Este miedo a hablar, este miedo a decir lo que realmente está pasando en Europa no solo amenaza al propio proyecto de la Unión, sino a la estabilidad de las sociedades nacionales. Alienados por una Unión cada vez más burocratizada y alejada de ellos, amenazados por la incertidumbre económica y la precariedad laboral, los europeos vuelven sus ojos a los populismos, cuya demagogia les proporciona cada vez mejores resultados.
Henry Ashby Turner describió cómo Hitler aprovechó las debilidades, las irresponsabilidades y los errores de aquellos que podrían haberse enfrentado a él. Este fracaso en la defensa de los valores de Occidente terminó llevando al poder a quien los traicionó todos, los mancilló todos y llevó a nuestra civilización a sus horas más oscuras y más trágicas. Durante su visita a Auschwitz en 2006, Benedicto XVI tuvo palabras clarividentes y lúcidas sobre la Europa de nuestro tiempo cuando recordaba a San Juan Pablo II:
El Papa Juan Pablo II estaba aquí como hijo del pueblo que, juntamente con el pueblo judío, tuvo que sufrir más en este lugar y, en general, a lo largo de la guerra: «Son seis millones de polacos los que perdieron la vida durante la segunda guerra mundial: la quinta parte de la nación», recordó entonces el Papa (ib.). Luego aquí hizo el solemne llamamiento al respeto de los derechos del hombre y de las naciones, que anteriormente habían hecho al mundo sus predecesores Juan XXIII y Pablo VI, y añadió: «Pronuncia estas palabras (…) el hijo de la nación que en su historia remota y más reciente ha sufrido de parte de los demás múltiples tribulaciones. Y no lo dice para acusar, sino para recordar. Habla en nombre de todas las naciones, cuyos derechos son violados y olvidados» (ib., n. 3).
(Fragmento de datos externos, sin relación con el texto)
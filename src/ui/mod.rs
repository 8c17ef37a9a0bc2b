pub mod layout;
pub mod raster;
pub mod sky;
pub mod theme;

use ratatui::{
    Frame,
    layout::Rect,
    style::{Color, Modifier, Style},
    text::{Line, Span},
    widgets::{Block, Borders, Paragraph},
};

use crate::{
    app::state::{AppMode, AppState, ConditionSource},
    domain::weather::CurrentConditions,
    fx::Census,
    resilience::freshness::FreshnessState,
};

use self::{
    layout::{MIN_HEIGHT, MIN_WIDTH, fits, screen_layout},
    sky::SkyCanvas,
    theme::{ColorCapability, SkyTheme, quantize_rgb, sky_theme},
};

pub const HINTS: &str = "←/→ condition  d day/night  space pause  r refresh  q quit";

pub fn render(frame: &mut Frame, state: &AppState, capability: ColorCapability) {
    let area = frame.area();

    if !fits(area) {
        let warning = Paragraph::new(format!(
            "Terminal too small. Resize to at least {MIN_WIDTH}x{MIN_HEIGHT}."
        ))
        .block(Block::default().borders(Borders::ALL).title("atmos-fx"));
        frame.render_widget(warning, area);
        return;
    }

    let layout = screen_layout(area);
    let overlay = state.engine.overlay();
    let theme = sky_theme(overlay.classes());

    frame.render_widget(
        SkyCanvas {
            raster: &state.raster,
            theme: &theme,
            overlay,
            flash_opacity: state.engine.flash_opacity(),
            capability,
        },
        layout.sky,
    );
    render_status(frame, layout.status, state, &theme, capability);
    frame.render_widget(
        Paragraph::new(HINTS).style(Style::default().fg(theme.muted_text).bg(Color::Reset)),
        layout.hints,
    );
    render_freshness_badge(frame, area, state, &theme);
}

fn render_status(
    frame: &mut Frame,
    area: Rect,
    state: &AppState,
    theme: &SkyTheme,
    capability: ColorCapability,
) {
    let accent = quantize_rgb(theme.accent, capability);
    let condition = state.condition;
    let mut spans = vec![
        Span::styled(
            format!(" {} {} ", condition.icon(), condition.label()),
            Style::default().fg(accent).add_modifier(Modifier::BOLD),
        ),
        Span::styled(
            format!("[{}] ", state.engine.overlay().class_name()),
            Style::default().fg(theme.muted_text),
        ),
    ];

    if let Some(live) = &state.live
        && state.source == ConditionSource::Forecast
    {
        spans.push(Span::styled(
            format!("{} · ", live_text(live)),
            Style::default().fg(theme.text),
        ));
    }

    spans.push(Span::styled(
        census_text(&state.engine.census()),
        Style::default().fg(theme.text),
    ));

    if state.engine.snow_depth_max() > 0.0 {
        spans.push(Span::styled(
            format!(" · snow {:.0}%", snow_depth_percent(state)),
            Style::default().fg(theme.text),
        ));
    }

    let (run_label, run_color) = if state.engine.is_running() {
        (" · ▶ running", theme.muted_text)
    } else {
        (" · ‖ paused", theme.warning)
    };
    spans.push(Span::styled(run_label, Style::default().fg(run_color)));

    match state.mode {
        AppMode::Loading => spans.push(Span::styled(
            " · fetching…",
            Style::default().fg(theme.muted_text),
        )),
        AppMode::Error => {
            if let Some(err) = &state.last_error {
                spans.push(Span::styled(
                    format!(" · {err}"),
                    Style::default().fg(theme.danger),
                ));
            }
        }
        AppMode::Ready | AppMode::Quit => {}
    }

    frame.render_widget(
        Paragraph::new(Line::from(spans)).style(Style::default().bg(theme.status_bg)),
        area,
    );
}

#[must_use]
pub fn live_text(live: &CurrentConditions) -> String {
    format!(
        "{:.0}°C {:.0} km/h {}",
        live.temperature_2m_c, live.wind_speed_10m, live.location.name
    )
}

/// Compact per-kind particle counts, skipping kinds that are absent.
#[must_use]
pub fn census_text(census: &Census) -> String {
    let parts: Vec<String> = [
        ("stars", census.stars),
        ("rays", census.sunrays),
        ("clouds", census.clouds),
        ("rain", census.rain),
        ("snow", census.snow),
        ("fog", census.fog),
    ]
    .iter()
    .filter(|(_, count)| *count > 0)
    .map(|(name, count)| format!("{name} {count}"))
    .collect();
    if parts.is_empty() {
        "calm sky".to_string()
    } else {
        parts.join(" ")
    }
}

fn snow_depth_percent(state: &AppState) -> f32 {
    let max = state.engine.snow_depth_max();
    if max <= 0.0 {
        return 0.0;
    }
    (state.engine.snow_depth() / max * 100.0).clamp(0.0, 100.0)
}

fn render_freshness_badge(frame: &mut Frame, area: Rect, state: &AppState, theme: &SkyTheme) {
    if state.location.is_none() {
        return;
    }
    let freshness = state.refresh_meta.state;
    let color = if freshness == FreshnessState::Offline {
        theme.danger
    } else {
        theme.warning
    };

    if let Some(text) = freshness.badge() {
        let width = (text.chars().count() as u16 + 2).min(area.width);
        let badge_area = Rect {
            x: area.right().saturating_sub(width + 1),
            y: area.y,
            width,
            height: 1,
        };
        let badge = Paragraph::new(Line::from(text)).style(
            Style::default()
                .fg(color)
                .bg(Color::Black)
                .add_modifier(Modifier::BOLD),
        );
        frame.render_widget(badge, badge_area);
    }
}

#[cfg(test)]
mod tests {
    use super::*;
    use crate::domain::weather::Location;

    #[test]
    fn census_text_lists_present_kinds() {
        let census = Census {
            rain: 140,
            fog: 18,
            ..Census::default()
        };
        assert_eq!(census_text(&census), "rain 140 fog 18");
        assert_eq!(census_text(&Census::default()), "calm sky");
    }

    #[test]
    fn live_text_includes_wind() {
        let live = CurrentConditions {
            location: Location::from_coords(60.17, 24.94),
            temperature_2m_c: -4.4,
            weather_code: 71,
            wind_speed_10m: 21.6,
            is_day: true,
            fetched_at: chrono::Utc::now(),
        };
        assert_eq!(live_text(&live), "-4°C 22 km/h 60.1700, 24.9400");
    }
}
El Papa Juan Pablo II estaba aquí como hijo del pueblo polaco. Yo estoy hoy aquí como hijo del pueblo alemán, y precisamente por esto debo y puedo decir como él: No podía por menos de venir aquí. Debía venir. Era y es un deber ante la verdad y ante el derecho de todos los que han sufrido, un deber ante Dios, estar aquí como sucesor de Juan Pablo II y como hijo del pueblo alemán, como hijo del pueblo sobre el cual un grupo de criminales alcanzó el poder mediante promesas mentirosas, en nombre de perspectivas de grandeza, de recuperación del honor de la nación y de su importancia, con previsiones de bienestar, y también con la fuerza del terror y de la intimidación; así, usaron y abusaron de nuestro pueblo como instrumento de su frenesí de destrucción y dominio.
De este modo se destruye una civilización: basta con que nadie se atreva a hacerle frente al mal.